• **Exercise prompt**
Would you filter these records and copy every line that has the word "InterfaceGroup"?

• **The data**
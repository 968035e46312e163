use num_dual::DualNum;

use super::group::{gather_groups, InterfaceGroup};
use super::redirect::{redirection_plan, RowRedirectionPlan};
use super::{InterfaceBc, PartitionContext};
use crate::discretization::node_index::{EntryId, NodeId, NodeIndex};
use crate::numerics::ad;
use crate::system::{AssemblyError, InsertMode, SystemMatrix, SystemVector};

/// The coupling constraint: the dependent DOF equals the representative DOF
/// at the same geometric node. Written generically so the residual pass
/// evaluates it on `f64` and the Jacobian pass on seeded duals.
#[inline]
fn continuity_residual<T: DualNum<f64>>(value: T, rep_value: T) -> T {
    value - rep_value
}

/// Continuity coupling across a region-region interface (e.g. between two
/// insulator bodies): potential and lattice temperature are continuous, so
/// every dependent entry is constrained equal to the representative entry at
/// its node.
///
/// `unknowns` is the number of scalar DOFs per node; the device-simulator
/// instance carries two (potential, temperature).
pub struct ContinuityInterfaceBc {
    nodes: Vec<NodeId>,
    unknowns: usize,
    ghost_hops: usize,
}

impl ContinuityInterfaceBc {
    pub fn new(nodes: Vec<NodeId>, unknowns: usize) -> Self {
        Self {
            nodes,
            unknowns,
            ghost_hops: 1,
        }
    }

    /// Transitive reservation depth past the representative's direct ghost
    /// neighbors. One hop matches a nearest-neighbor flux stencil; richer
    /// coupling physics may need more.
    pub fn with_ghost_hops(mut self, hops: usize) -> Self {
        self.ghost_hops = hops;
        self
    }

    pub fn unknowns(&self) -> usize {
        self.unknowns
    }

    fn groups(
        &self,
        ctx: &PartitionContext,
        index: &NodeIndex,
    ) -> Result<Vec<InterfaceGroup>, AssemblyError> {
        gather_groups(ctx, index, &self.nodes)
    }

    /// Reserve (representative row, ghost row) slots for the representative's
    /// ghost neighbors and, hop by hop, for the ghosts' own ghost neighbors.
    /// After folding, the representative's row carries the off-process
    /// coupling terms that belonged to the dependents' neighbors, so those
    /// slots must exist before compaction.
    fn reserve_ghost_closure(
        &self,
        index: &NodeIndex,
        rep: EntryId,
        jac: &mut dyn SystemMatrix,
    ) -> Result<(), AssemblyError> {
        let rep_row = index.global_offset(rep);
        let mut frontier: Vec<EntryId> = index.ghost_neighbors(rep).to_vec();
        for _ in 0..=self.ghost_hops {
            let mut next = Vec::new();
            for &ghost in &frontier {
                let col = index.global_offset(ghost);
                for u in 0..self.unknowns {
                    jac.add(rep_row + u, col + u, 0.0)?;
                }
                next.extend_from_slice(index.ghost_neighbors(ghost));
            }
            frontier = next;
        }
        Ok(())
    }
}

impl InterfaceBc for ContinuityInterfaceBc {
    fn reserve_sparsity(
        &self,
        ctx: &PartitionContext,
        index: &NodeIndex,
        jac: &mut dyn SystemMatrix,
    ) -> Result<(), AssemblyError> {
        jac.ensure_additive();

        for group in self.groups(ctx, index)?.iter().filter(|g| g.is_coupled()) {
            self.reserve_ghost_closure(index, group.representative(), jac)?;

            let rep_row = index.global_offset(group.representative());
            for &dep in group.dependents() {
                let dep_row = index.global_offset(dep);
                for u in 0..self.unknowns {
                    jac.add(dep_row + u, rep_row + u, 0.0)?;
                }
            }
        }

        jac.set_insert_mode(InsertMode::Add);
        Ok(())
    }

    fn preprocess_residual(
        &self,
        ctx: &PartitionContext,
        index: &NodeIndex,
    ) -> Result<RowRedirectionPlan, AssemblyError> {
        Ok(redirection_plan(
            &self.groups(ctx, index)?,
            index,
            self.unknowns,
        ))
    }

    fn assemble_residual(
        &self,
        ctx: &PartitionContext,
        index: &NodeIndex,
        x: &[f64],
        f: &mut dyn SystemVector,
    ) -> Result<(), AssemblyError> {
        f.ensure_additive();

        for group in self.groups(ctx, index)?.iter().filter(|g| g.is_coupled()) {
            let rep = group.representative();
            let rep_local = index.local_offset(rep);
            for &dep in group.dependents() {
                let dep_local = index.local_offset(dep);
                let dep_row = index.global_offset(dep);
                for u in 0..self.unknowns {
                    let ff = continuity_residual(x[dep_local + u], x[rep_local + u]);
                    f.add(dep_row + u, ff)?;
                }
            }
        }

        f.set_insert_mode(InsertMode::Add);
        Ok(())
    }

    fn preprocess_jacobian(
        &self,
        ctx: &PartitionContext,
        index: &NodeIndex,
    ) -> Result<RowRedirectionPlan, AssemblyError> {
        Ok(redirection_plan(
            &self.groups(ctx, index)?,
            index,
            self.unknowns,
        ))
    }

    fn assemble_jacobian(
        &self,
        ctx: &PartitionContext,
        index: &NodeIndex,
        x: &[f64],
        jac: &mut dyn SystemMatrix,
    ) -> Result<(), AssemblyError> {
        jac.ensure_additive();

        for group in self.groups(ctx, index)?.iter().filter(|g| g.is_coupled()) {
            let rep = group.representative();
            let rep_local = index.local_offset(rep);
            let rep_row = index.global_offset(rep);
            for &dep in group.dependents() {
                let dep_local = index.local_offset(dep);
                let dep_row = index.global_offset(dep);
                for u in 0..self.unknowns {
                    // Direction 0 tracks the dependent value, direction 1
                    // the representative value.
                    let (v, v_rep) = ad::seed_pair(x[dep_local + u], x[rep_local + u]);
                    let ff = continuity_residual(v, v_rep);
                    let dff = ad::gradient(ff, 2);

                    jac.add(dep_row + u, dep_row + u, dff[0])?;
                    jac.add(dep_row + u, rep_row + u, dff[1])?;
                }
            }
        }

        jac.set_insert_mode(InsertMode::Add);
        Ok(())
    }
}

• **Result of this task**
use super::group::{gather_groups, InterfaceGroup};
    ) -> Result<Vec<InterfaceGroup>, AssemblyError> {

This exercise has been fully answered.